//! CLI structure and command definitions.
//!
//! This module defines the main CLI structure using clap's derive macros,
//! including global options and subcommands.

use crate::commands::{ExpandCommand, GetCommand, KeysCommand, ProfilesCommand, SourcesCommand};
use clap::{Parser, Subcommand};
use std::path::PathBuf;

/// Command-line tool for resolving layered property configurations.
#[derive(Parser)]
#[command(name = "propchain")]
#[command(version, about = "Resolve layered property configurations", long_about = None)]
pub struct Cli {
    /// Enable verbose output
    #[arg(long, global = true)]
    pub verbose: bool,

    /// Suppress non-essential output
    #[arg(long, global = true)]
    pub quiet: bool,

    /// Load properties from a YAML, JSON or .env file (later files win)
    #[arg(long = "file", short = 'f', value_name = "PATH", global = true)]
    pub files: Vec<PathBuf>,

    /// Override a property, taking precedence over every other source
    #[arg(
        long = "set",
        value_name = "KEY=VALUE",
        global = true,
        value_parser = parse_key_value
    )]
    pub overrides: Vec<(String, String)>,

    /// Do not read properties from environment variables
    #[arg(long, global = true, env = "PROPCHAIN_NO_ENV")]
    pub no_env: bool,

    /// Fail on placeholders that cannot be resolved instead of keeping them
    #[arg(long, global = true)]
    pub strict: bool,

    /// Activate a profile (repeatable)
    #[arg(long = "profile", short = 'p', value_name = "LABEL", global = true)]
    pub profiles: Vec<String>,

    #[command(subcommand)]
    pub command: Command,
}

/// Available CLI commands.
#[derive(Subcommand)]
pub enum Command {
    /// Resolve a single property
    Get(GetCommand),

    /// Expand placeholders in a piece of text
    Expand(ExpandCommand),

    /// List property sources in precedence order
    Sources(SourcesCommand),

    /// Evaluate profile expressions, or show profile state
    Profiles(ProfilesCommand),

    /// List known property keys
    Keys(KeysCommand),
}

/// Parses a `KEY=VALUE` pair. The value may itself contain `=`.
///
/// # Errors
///
/// Returns an error if there is no `=` or the key is empty.
pub fn parse_key_value(s: &str) -> Result<(String, String), String> {
    let (key, value) = s
        .split_once('=')
        .ok_or_else(|| format!("expected KEY=VALUE, got '{s}'"))?;
    let key = key.trim();
    if key.is_empty() {
        return Err(format!("empty key in '{s}'"));
    }
    Ok((key.to_string(), value.to_string()))
}

#[cfg(test)]
mod tests {
    use super::*;

    #[test]
    fn test_parse_key_value() {
        assert_eq!(
            parse_key_value("db.url=pg://h?a=b").unwrap(),
            ("db.url".to_string(), "pg://h?a=b".to_string())
        );
        assert_eq!(
            parse_key_value("empty=").unwrap(),
            ("empty".to_string(), String::new())
        );
        assert!(parse_key_value("novalue").is_err());
        assert!(parse_key_value("=x").is_err());
    }

    #[test]
    fn test_cli_parses_globals_after_subcommand() {
        let cli = Cli::try_parse_from([
            "propchain",
            "get",
            "server.port",
            "--set",
            "a=1",
            "-p",
            "dev",
            "--no-env",
        ])
        .unwrap();
        assert_eq!(cli.overrides, vec![("a".to_string(), "1".to_string())]);
        assert_eq!(cli.profiles, vec!["dev"]);
        assert!(cli.no_env);
        assert!(matches!(cli.command, Command::Get(_)));
    }

    #[test]
    fn test_cli_verify() {
        use clap::CommandFactory;
        Cli::command().debug_assert();
    }
}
§
PROBLEM STATEMENT: Word for word, repeat the data from its first line through the line with "Suppress non-essential output", including both of those lines and no others.

TASK OUTPUT:
//! CLI structure and command definitions.
//!
//! This module defines the main CLI structure using clap's derive macros,
//! including global options and subcommands.

use crate::commands::{ExpandCommand, GetCommand, KeysCommand, ProfilesCommand, SourcesCommand};
use clap::{Parser, Subcommand};
use std::path::PathBuf;

/// Command-line tool for resolving layered property configurations.
#[derive(Parser)]
#[command(name = "propchain")]
#[command(version, about = "Resolve layered property configurations", long_about = None)]
pub struct Cli {
    /// Enable verbose output
    #[arg(long, global = true)]
    pub verbose: bool,

    /// Suppress non-essential output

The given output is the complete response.